So, let me see if I have this. Hold the pieces together as i did in the original picture and rest my bevel where the joints butt together at the bottom. With this angle, take it out to the miter saw and adjust, so that I am (here's where I am confused) bisecting the angle I found with my bevel?

When cutting the straight rail, should I have the top or the bottom of the rail facing up?
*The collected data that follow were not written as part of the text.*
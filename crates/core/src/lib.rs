//! Trace-driven set-associative cache simulator library.
//!
//! This crate replays memory-access traces against a configurable cache
//! model and reports hit/miss/eviction statistics. It provides:
//! 1. **Cache model:** `S` sets of `E` lines with exact LRU replacement,
//!    driven by a single `access(address)` operation.
//! 2. **Trace driver:** Valgrind-style record parsing and replay
//!    (loads/stores once, modifies twice, instruction fetches dropped).
//! 3. **Configuration:** the classic (s, E, b) geometry, from flags or JSON.
//! 4. **Reporting:** the canonical summary line and a persisted results file.

/// Set-associative cache model (lines, sets, counters, access outcomes).
pub mod cache;
/// Cache geometry configuration (set bits, associativity, block bits).
pub mod config;
/// Error types (configuration, record parsing, trace I/O).
pub mod error;
/// Statistics reporting (summary line, results file).
pub mod stats;
/// Trace record parsing and replay.
pub mod trace;

/// Cache model; construct with `Cache::new` and drive with `access`.
pub use crate::cache::{AccessOutcome, Cache, Counters};
/// Geometry configuration; use `CacheConfig::default()` or deserialize from JSON.
pub use crate::config::CacheConfig;
/// Fatal configuration error; returned by `CacheConfig::validate` and `Cache::new`.
pub use crate::error::ConfigError;
/// Trace replay entry points.
pub use crate::trace::{ReplaySummary, TraceRecord, replay, replay_file};
//! Cache simulator CLI.
//!
//! This binary replays a memory trace against a set-associative LRU cache
//! and reports hit/miss/eviction counts. It performs:
//! 1. **Geometry selection:** `-s/-E/-b` flags or a JSON config file.
//! 2. **Replay:** parses the trace and drives the cache model.
//! 3. **Reporting:** prints the summary line and persists the results file.

use std::fs;
use std::path::PathBuf;
use std::process;

use clap::Parser;

use csim_core::config::CacheConfig;
use csim_core::{Cache, stats, trace};

#[derive(Parser, Debug)]
#[command(
    name = "csim",
    author,
    version,
    about = "Trace-driven set-associative cache simulator",
    long_about = "Replay a Valgrind-style memory trace against an S x E LRU cache.\n\nEach trace line is `<kind> <hex-address>,<size>` with kind I (ignored), L, S, or M (counted as a load then a store).\n\nExamples:\n  csim -s 4 -E 1 -b 4 -t traces/yi.trace\n  csim -v -s 8 -E 2 -b 4 -t traces/yi.trace\n  csim --config cache.json -t traces/long.trace"
)]
struct Cli {
    /// Number of set index bits (S = 2^s sets).
    #[arg(short = 's')]
    set_bits: Option<u32>,

    /// Number of lines per set (associativity).
    #[arg(short = 'E')]
    ways: Option<usize>,

    /// Number of block offset bits (B = 2^b bytes).
    #[arg(short = 'b')]
    block_bits: Option<u32>,

    /// Trace file to replay.
    #[arg(short = 't', long = "trace")]
    trace: Option<PathBuf>,

    /// JSON geometry config (alternative to -s/-E/-b).
    #[arg(long, conflicts_with_all = ["set_bits", "ways", "block_bits"])]
    config: Option<PathBuf>,

    /// Log every access to stderr.
    #[arg(short, long)]
    verbose: bool,
}

fn main() {
    let cli = Cli::parse();
    init_logging(cli.verbose);

    let config = build_config(&cli);

    let Some(trace_path) = cli.trace else {
        eprintln!("csim: missing required trace file");
        eprintln!("  csim -s 4 -E 1 -b 4 -t traces/yi.trace");
        process::exit(1);
    };

    let mut cache = match Cache::new(&config) {
        Ok(cache) => cache,
        Err(e) => {
            eprintln!("[!] FATAL: could not build cache: {e}");
            process::exit(1);
        }
    };

    let summary = match trace::replay_file(&mut cache, &trace_path) {
        Ok(summary) => summary,
        Err(e) => {
            eprintln!("[!] FATAL: {}: {e}", trace_path.display());
            process::exit(1);
        }
    };
    if summary.skipped > 0 {
        eprintln!("[*] Skipped {} malformed trace line(s)", summary.skipped);
    }

    let counters = cache.counters();
    stats::print_summary(&counters);
    if let Err(e) = stats::write_results(&counters, stats::RESULTS_FILE) {
        eprintln!("[!] FATAL: could not write {}: {e}", stats::RESULTS_FILE);
        process::exit(1);
    }
}

/// Builds the cache geometry from `--config` or the `-s/-E/-b` flags.
///
/// Mirrors the classic csim argument check: when flags are used, all three
/// must be present and non-zero. Exits with usage on violation.
fn build_config(cli: &Cli) -> CacheConfig {
    if let Some(path) = &cli.config {
        let text = fs::read_to_string(path).unwrap_or_else(|e| {
            eprintln!("[!] FATAL: could not read config '{}': {e}", path.display());
            process::exit(1);
        });
        return serde_json::from_str(&text).unwrap_or_else(|e| {
            eprintln!("[!] FATAL: invalid config '{}': {e}", path.display());
            process::exit(1);
        });
    }

    match (cli.set_bits, cli.ways, cli.block_bits) {
        (Some(s), Some(ways), Some(b)) if s > 0 && ways > 0 && b > 0 => CacheConfig {
            set_bits: s,
            ways,
            block_bits: b,
        },
        _ => {
            eprintln!("csim: missing or zero -s/-E/-b argument");
            eprintln!("  csim -s 4 -E 1 -b 4 -t traces/yi.trace");
            eprintln!("  csim --help for full options");
            process::exit(1);
        }
    }
}

/// Installs the fmt subscriber; `-v` raises the default level to DEBUG.
///
/// `RUST_LOG` still overrides either default.
fn init_logging(verbose: bool) {
    let default = if verbose { "debug" } else { "warn" };
    let filter = tracing_subscriber::EnvFilter::try_from_default_env()
        .unwrap_or_else(|_| tracing_subscriber::EnvFilter::new(default));
    tracing_subscriber::fmt()
        .with_env_filter(filter)
        .with_writer(std::io::stderr)
        .init();
}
I should have saved my old railing to test all the cuts I'm anticipating!


----------



## imdskydiver (Apr 26, 2012)

Easings are transition pieces from rake to level. Rake is the slope and is the hypotenuse of your rise and run, or the slope of your rail . Unless you are butting your easing into something "LEVEL" like a 1/4 turn a volute or a starting cap then you are doing it wrong. A picture of everything below your easing would be helpful.


----------



## terjod19 (Jul 16, 2014)

As requested, sorry for the poor lighting


----------



## Hammer1 (Aug 1, 2010)

Sorry, I'm giving you too much information. You are not bisecting the angle, you are only cutting an angle on the end of the straight rail so it fits the existing cut on the fitting. Make sure you have some support in addition to the table on your miter saw. The bottom of the rail, the flat part, goes against the saw fence. You have to hold the rail so the bottom of the rail fits square to the fence, it can tip either way so be careful that it's square and tight to the fence, not the table. You swing the saw to the angle you marked on the straight rail.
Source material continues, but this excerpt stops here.